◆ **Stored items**
=====

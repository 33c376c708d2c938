//! Bookable plans and the session counts they imply.

use serde::{Deserialize, Serialize};

use crate::domain::directory::ServiceKind;

/// Number of distinct slots a plan must be booked with.
///
/// Monthly tutoring and test-prep plans need four sessions, monthly
/// counseling two, and every other plan id (known or not) exactly one.
pub fn required_sessions_count(plan_id: &str) -> usize {
    match plan_id.trim() {
        "tutoring-monthly" | "test-prep-monthly" => 4,
        "counseling-monthly" => 2,
        _ => 1,
    }
}

/// A priced plan offered for one service.
#[derive(Debug, Clone, PartialEq, Eq, Serialize, Deserialize)]
#[serde(rename_all = "camelCase")]
pub struct Plan {
    pub id: String,
    pub name: String,
    pub service: ServiceKind,
    /// Price of the whole plan, all sessions included.
    pub price_cents: i64,
    pub duration_minutes: u32,
}

impl Plan {
    fn new(id: &str, name: &str, service: ServiceKind, price_cents: i64, duration_minutes: u32) -> Self {
        Self {
            id: id.to_string(),
            name: name.to_string(),
            service,
            price_cents,
            duration_minutes,
        }
    }

    pub fn required_sessions(&self) -> usize {
        required_sessions_count(&self.id)
    }

    /// Share of the plan price attributed to each booked session.
    ///
    /// Any remainder cents land on the first session so the per-session
    /// prices always add up to the plan price.
    pub fn per_session_prices(&self) -> Vec<i64> {
        let count = self.required_sessions() as i64;
        let base = self.price_cents / count;
        let remainder = self.price_cents - base * count;
        (0..count)
            .map(|i| if i == 0 { base + remainder } else { base })
            .collect()
    }
}

/// All plans the marketplace sells.
#[derive(Debug, Clone, PartialEq, Eq)]
pub struct PlanCatalog {
    plans: Vec<Plan>,
}

impl PlanCatalog {
    pub fn new(plans: Vec<Plan>) -> Self {
        Self { plans }
    }

    pub fn standard() -> Self {
        use ServiceKind::*;
        Self::new(vec![
            Plan::new("tutoring-single", "Single Tutoring Session", Tutoring, 7_500, 60),
            Plan::new("tutoring-monthly", "Monthly Tutoring (4 sessions)", Tutoring, 26_000, 60),
            Plan::new("test-prep-single", "Single Test Prep Session", TestPrep, 9_000, 60),
            Plan::new("test-prep-monthly", "Monthly Test Prep (4 sessions)", TestPrep, 32_000, 60),
            Plan::new("counseling-single", "College Counseling Session", Counseling, 12_000, 60),
            Plan::new("counseling-monthly", "Monthly Counseling (2 sessions)", Counseling, 22_000, 60),
            Plan::new("virtual-tour-single", "Guided Virtual Campus Tour", VirtualTour, 5_000, 45),
        ])
    }

    pub fn find(&self, plan_id: &str) -> Option<&Plan> {
        let plan_id = plan_id.trim();
        self.plans.iter().find(|p| p.id == plan_id)
    }

    pub fn for_service(&self, service: ServiceKind) -> Vec<&Plan> {
        self.plans.iter().filter(|p| p.service == service).collect()
    }

    pub fn plans(&self) -> &[Plan] {
        &self.plans
    }
}

impl Default for PlanCatalog {
    fn default() -> Self {
        Self::standard()
    }
}

#[cfg(test)]
mod tests {
    use super::*;

    #[test]
    fn required_counts_follow_plan_kind() {
        assert_eq!(required_sessions_count("tutoring-monthly"), 4);
        assert_eq!(required_sessions_count("test-prep-monthly"), 4);
        assert_eq!(required_sessions_count("counseling-monthly"), 2);
        assert_eq!(required_sessions_count("tutoring-single"), 1);
        assert_eq!(required_sessions_count("virtual-tour-single"), 1);
        assert_eq!(required_sessions_count("something-new"), 1);
    }

    #[test]
    fn catalog_filters_by_service() {
        let catalog = PlanCatalog::standard();
        let counseling: Vec<&str> = catalog
            .for_service(ServiceKind::Counseling)
            .iter()
            .map(|p| p.id.as_str())
            .collect();
        assert_eq!(counseling, vec!["counseling-single", "counseling-monthly"]);
        assert!(catalog.find(" tutoring-monthly ").is_some());
        assert!(catalog.find("tutoring-weekly").is_none());
    }

    #[test]
    fn per_session_prices_sum_to_plan_price() {
        let plan = Plan::new("tutoring-monthly", "x", ServiceKind::Tutoring, 10_001, 60);
        let prices = plan.per_session_prices();
        assert_eq!(prices, vec![2_501, 2_500, 2_500, 2_500]);
        assert_eq!(prices.iter().sum::<i64>(), 10_001);
    }
}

=====

◆ **DIRECTIONS FOR THIS TASK**
Repeat the whole of the data above exactly as it appears.

◆ **RESPONSE**
repository 33c376c708d2c938
//! Bookable plans and the session counts they imply.

use serde::{Deserialize, Serialize};

use crate::domain::directory::ServiceKind;

/// Number of distinct slots a plan must be booked with.
///
/// Monthly tutoring and test-prep plans need four sessions, monthly
/// counseling two, and every other plan id (known or not) exactly one.
pub fn required_sessions_count(plan_id: &str) -> usize {
    match plan_id.trim() {
        "tutoring-monthly" | "test-prep-monthly" => 4,
        "counseling-monthly" => 2,
        _ => 1,
    }
}

/// A priced plan offered for one service.
#[derive(Debug, Clone, PartialEq, Eq, Serialize, Deserialize)]
#[serde(rename_all = "camelCase")]
pub struct Plan {
    pub id: String,
    pub name: String,
    pub service: ServiceKind,
    /// Price of the whole plan, all sessions included.
    pub price_cents: i64,
    pub duration_minutes: u32,
}

impl Plan {
    fn new(id: &str, name: &str, service: ServiceKind, price_cents: i64, duration_minutes: u32) -> Self {
        Self {
            id: id.to_string(),
            name: name.to_string(),
            service,
            price_cents,
            duration_minutes,
        }
    }

    pub fn required_sessions(&self) -> usize {
        required_sessions_count(&self.id)
    }

    /// Share of the plan price attributed to each booked session.
    ///
    /// Any remainder cents land on the first session so the per-session
    /// prices always add up to the plan price.
    pub fn per_session_prices(&self) -> Vec<i64> {
        let count = self.required_sessions() as i64;
        let base = self.price_cents / count;
        let remainder = self.price_cents - base * count;
        (0..count)
            .map(|i| if i == 0 { base + remainder } else { base })
            .collect()
    }
}

/// All plans the marketplace sells.
#[derive(Debug, Clone, PartialEq, Eq)]
pub struct PlanCatalog {
    plans: Vec<Plan>,
}

impl PlanCatalog {
    pub fn new(plans: Vec<Plan>) -> Self {
        Self { plans }
    }

    pub fn standard() -> Self {
        use ServiceKind::*;
        Self::new(vec![
            Plan::new("tutoring-single", "Single Tutoring Session", Tutoring, 7_500, 60),
            Plan::new("tutoring-monthly", "Monthly Tutoring (4 sessions)", Tutoring, 26_000, 60),
            Plan::new("test-prep-single", "Single Test Prep Session", TestPrep, 9_000, 60),
            Plan::new("test-prep-monthly", "Monthly Test Prep (4 sessions)", TestPrep, 32_000, 60),
            Plan::new("counseling-single", "College Counseling Session", Counseling, 12_000, 60),
            Plan::new("counseling-monthly", "Monthly Counseling (2 sessions)", Counseling, 22_000, 60),
            Plan::new("virtual-tour-single", "Guided Virtual Campus Tour", VirtualTour, 5_000, 45),
        ])
    }

    pub fn find(&self, plan_id: &str) -> Option<&Plan> {
        let plan_id = plan_id.trim();
        self.plans.iter().find(|p| p.id == plan_id)
    }

    pub fn for_service(&self, service: ServiceKind) -> Vec<&Plan> {
        self.plans.iter().filter(|p| p.service == service).collect()
    }

    pub fn plans(&self) -> &[Plan] {
        &self.plans
    }
}

impl Default for PlanCatalog {
    fn default() -> Self {
        Self::standard()
    }
}

#[cfg(test)]
mod tests {
    use super::*;

    #[test]
    fn required_counts_follow_plan_kind() {
        assert_eq!(required_sessions_count("tutoring-monthly"), 4);
        assert_eq!(required_sessions_count("test-prep-monthly"), 4);
        assert_eq!(required_sessions_count("counseling-monthly"), 2);
        assert_eq!(required_sessions_count("tutoring-single"), 1);
        assert_eq!(required_sessions_count("virtual-tour-single"), 1);
        assert_eq!(required_sessions_count("something-new"), 1);
    }

    #[test]
    fn catalog_filters_by_service() {
        let catalog = PlanCatalog::standard();
        let counseling: Vec<&str> = catalog
            .for_service(ServiceKind::Counseling)
            .iter()
            .map(|p| p.id.as_str())
            .collect();
        assert_eq!(counseling, vec!["counseling-single", "counseling-monthly"]);
        assert!(catalog.find(" tutoring-monthly ").is_some());
        assert!(catalog.find("tutoring-weekly").is_none());
    }

    #[test]
    fn per_session_prices_sum_to_plan_price() {
        let plan = Plan::new("tutoring-monthly", "x", ServiceKind::Tutoring, 10_001, 60);
        let prices = plan.per_session_prices();
        assert_eq!(prices, vec![2_501, 2_500, 2_500, 2_500]);
        assert_eq!(prices.iter().sum::<i64>(), 10_001);
    }
}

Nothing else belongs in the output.